El aroma fresco de la jara, el tomillo, el romero, la lavanda y la verbena se esparcía entremezclado con el perfume de miles de flores, sin nombres aún, que crecían sin más razón que la perfección de la frágil belleza, en lo fugaz de su propia existencia. El viento silbaba acompasado con el canto de pajarillos que en pequeñas bandadas revoloteaban henchidos de gozo, despreocupados por entre el matorral; tal era su felicidad que no podían más que cantarla, deseosos de contagiarla a los demás de ella. Las notas de amor se abrazaban al borboteo del agua de los arroyos, que nacían cristalinos en los picos más altos y se juntaban en un tranquilo río que, cansino, envejecía camino del generoso y abundante mar.

¿Cómo puede explicarse la belleza del paraíso en el que vivíamos? ¿Qué incalculable tesoro pudo alcanzar tanto valor? ¿En qué cofre guardar tanta riqueza y tanta variedad?

¿Qué es la vida? En sí y sola consigo, pues sin ella el vacío; y corre, vuela, nada, canta, baila, sueña, llora, ríe... y ama. Ella es el principio, sin ella... el final. Es la vida la esencia de la magia que de la nada, incansable y generosa, se reinventa a sí misma sin parar.

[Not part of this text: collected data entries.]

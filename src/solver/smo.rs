//! Sequential Minimal Optimization (SMO) solver implementation
//!
//! Platt's SMO for one binary subproblem: the outer loop alternates between
//! sweeps over all examples and sweeps over non-bound examples, each KKT
//! violator is paired with a second multiplier by a three-level heuristic,
//! and every pair is optimized analytically.
//!
//! The decision function is `f(x) = Σ alpha_i y_i K(x_i, x) - bias`.

use crate::cache::KernelCache;
use crate::core::{
    CancellationToken, OptimizationResult, Result, SVMError, SvmParameters, TrainingSet,
};
use crate::kernel::Kernel;
use crate::partition::BinarySubproblem;
use log::debug;

/// New alphas closer than this fraction of C to 0 or C are put on the bound
const BOUND_SNAP: f64 = 1e-8;

/// SMO solver for one binary subproblem
///
/// The solver borrows everything it reads; all mutable optimization state
/// lives in a private workspace created by [`SmoSolver::solve`], so one
/// solver can be run several times with identical results.
pub struct SmoSolver<'a> {
    data: &'a TrainingSet,
    problem: &'a BinarySubproblem,
    kernel: &'a dyn Kernel,
    params: &'a SvmParameters,
    cancel: Option<&'a CancellationToken>,
    index: usize,
}

/// Mutable state of one optimization run
struct Workspace {
    alpha: Vec<f64>,
    bias: f64,
    /// E_i = f(x_i) - y_i, valid only while alpha_i is non-bound
    errors: Vec<f64>,
    cache: KernelCache,
    /// Start counter for the rotating second-choice loops
    rotation: usize,
    updates: usize,
}
//! CSV format dataset implementation
//!
//! Supports loading datasets from CSV files where:
//! - The last column is the integer class id
//! - All other columns are features
//! - First row can be headers (automatically detected)
//! - Lines starting with `#` are comments

use crate::core::{Dataset, Result, SVMError, TrainingSet};
use std::fs::File;
use std::io::{BufRead, BufReader};
use std::path::Path;

/// Dataset implementation for CSV format files
#[derive(Debug, Clone)]
pub struct CSVDataset {
    rows: Vec<Vec<f64>>,
    labels: Vec<i32>,
    dimensions: usize,
}

impl CSVDataset {
    /// Load a dataset from a CSV file
    ///
    /// The last column is assumed to be the label.
    /// Headers are automatically detected if present.
    pub fn from_file<P: AsRef<Path>>(path: P) -> Result<Self> {
        let file = File::open(path)?;
        Self::from_reader(BufReader::new(file))
    }

    /// Load a dataset from a reader, detecting a header line
    pub fn from_reader<R: BufRead>(reader: R) -> Result<Self> {
        Self::from_reader_with_options(reader, true)
    }

    /// Load a dataset from a reader with explicit header option
    pub fn from_reader_with_options<R: BufRead>(
        reader: R,
        auto_detect_header: bool,
    ) -> Result<Self> {
        let mut rows = Vec::new();
        let mut labels = Vec::new();
        let mut dimensions = None;
        let mut first_data_line = true;

        for (line_no, line) in reader.lines().enumerate() {
            let line = line?;
            let line = line.trim();

            if line.is_empty() || line.starts_with('#') {
                continue;
            }

            if first_data_line {
                first_data_line = false;
                if auto_detect_header && Self::is_header_line(line) {
                    continue;
                }
            }

            let (features, label) = Self::parse_data_line(line, line_no + 1)?;
            match dimensions {
                None => dimensions = Some(features.len()),
                Some(dim) if dim != features.len() => {
                    return Err(SVMError::ParseError(format!(
                        "line {}: expected {dim} features, found {}",
                        line_no + 1,
                        features.len()
                    )));
                }
                Some(_) => {}
            }
            rows.push(features);
            labels.push(label);
        }

        match dimensions {
            Some(dimensions) => Ok(Self {
                rows,
                labels,
                dimensions,
            }),
            None => Err(SVMError::EmptyDataset),
        }
    }

    /// Check if a line appears to be a header
    fn is_header_line(line: &str) -> bool {
        let fields: Vec<&str> = line.split(',').collect();

        if fields.len() < 2 {
            return false;
        }

        // Most feature columns non-numeric
        let non_numeric_count = fields
            .iter()
            .take(fields.len() - 1)
            .filter(|field| field.trim().parse::<f64>().is_err())
            .count();

        non_numeric_count > fields.len() / 2
    }

    /// Parse a CSV data line into features and a class id
    fn parse_data_line(line: &str, line_no: usize) -> Result<(Vec<f64>, i32)> {
        let fields: Vec<&str> = line.split(',').map(|f| f.trim()).collect();

        if fields.len() < 2 {
            return Err(SVMError::ParseError(format!(
                "line {line_no}: too few fields: {line}"
            )));
        }

        let label_str = fields[fields.len() - 1];
        let label = parse_label(label_str)
            .ok_or_else(|| {
                SVMError::ParseError(format!("line {line_no}: invalid label: {label_str}"))
            })?;

        let features = fields[..fields.len() - 1]
            .iter()
            .enumerate()
            .map(|(idx, field)| {
                field.parse::<f64>().map_err(|_| {
                    SVMError::ParseError(format!(
                        "line {line_no}: invalid feature value at column {}: {field}",
                        idx + 1
                    ))
                })
            })
            .collect::<Result<Vec<f64>>>()?;

        Ok((features, label))
    }

    /// Validated training set with the same rows and labels
    pub fn into_training_set(self) -> Result<TrainingSet> {
        TrainingSet::new(self.rows, self.labels)
    }
}

/// Integer class id; integral floats such as `2.0` are accepted
pub(crate) fn parse_label(field: &str) -> Option<i32> {
    if let Ok(label) = field.parse::<i32>() {
        return Some(label);
    }
    let value = field.parse::<f64>().ok()?;
    if value.fract() == 0.0 && value >= i32::MIN as f64 && value <= i32::MAX as f64 {
        Some(value as i32)
    } else {
        None
    }
}

impl Dataset for CSVDataset {
    fn len(&self) -> usize {
        self.rows.len()
    }

    fn dim(&self) -> usize {
        self.dimensions
    }

    fn row(&self, i: usize) -> &[f64] {
        &self.rows[i]
    }

    fn label(&self, i: usize) -> i32 {
        self.labels[i]
    }

    fn labels(&self) -> Vec<i32> {
        self.labels.clone()
    }
}
//! Linear kernel implementation

use crate::kernel::Kernel;

/// Linear kernel: K(a, b) = a^T * b
///
/// This is the simplest kernel function, computing the dot product between two vectors.
#[derive(Debug, Clone, Copy, Default)]
pub struct LinearKernel;

impl LinearKernel {
    /// Create a new linear kernel
    pub fn new() -> Self {
        Self
    }
}

impl Kernel for LinearKernel {
    fn apply(&self, a: &[f64], b: &[f64]) -> f64 {
        dot(a, b)
    }

    fn name(&self) -> &str {
        "linear"
    }
}

/// Dot product of two equally long dense vectors
#[inline]
pub(crate) fn dot(a: &[f64], b: &[f64]) -> f64 {
    debug_assert_eq!(a.len(), b.len());
    a.iter().zip(b).map(|(x, y)| x * y).sum()
}

/// Squared Euclidean distance of two equally long dense vectors
#[inline]
pub(crate) fn squared_distance(a: &[f64], b: &[f64]) -> f64 {
    debug_assert_eq!(a.len(), b.len());
    a.iter()
        .zip(b)
        .map(|(x, y)| {
            let d = x - y;
            d * d
        })
        .sum()
}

La algarabía y el canto de algunas mujeres lavando la ropa, arrodilladas entre las piedras de un pequeño arroyo que serpenteaba tranquilo, paralelo al camino, atrajeron mi atención, despertándome del sopor de las ilusiones y los deseos. Un gran roble las cubría con su sombra, aunque algunos esquivos rayos se le escapaban de entre la tupida red de ramas y hojas, cubriéndolas de un ambiente especial de colores, luces, reflejos radiantes y sombras.

No muy lejos de las lavanderas, un grupo de niños jugaba chapoteando en una pequeña poza. Sus risas infantiles no entendían de preocupaciones ni problemas: la inocencia de aquellos que desconocen el miedo, disfrutando de juegos como si nunca fueran a terminar. No comprenden que la vida se pasa, que lenta pero inexorablemente se extingue, porque para ellos acaba de empezar. Uno de ellos movió la mano en señal de invitación mientras saltaba desde un pequeño puente que cruzaba el riachuelo que se perdía entre el cañaveral.

Ería, mi hermana pequeña, permanecía inmóvil junto a mí, mirando hacia los niños. Sus ojos pequeños y redondos cambiaron del color rojo al del arco iris como solía ocurrir cuando algunas lágrimas le comenzaban a brotar.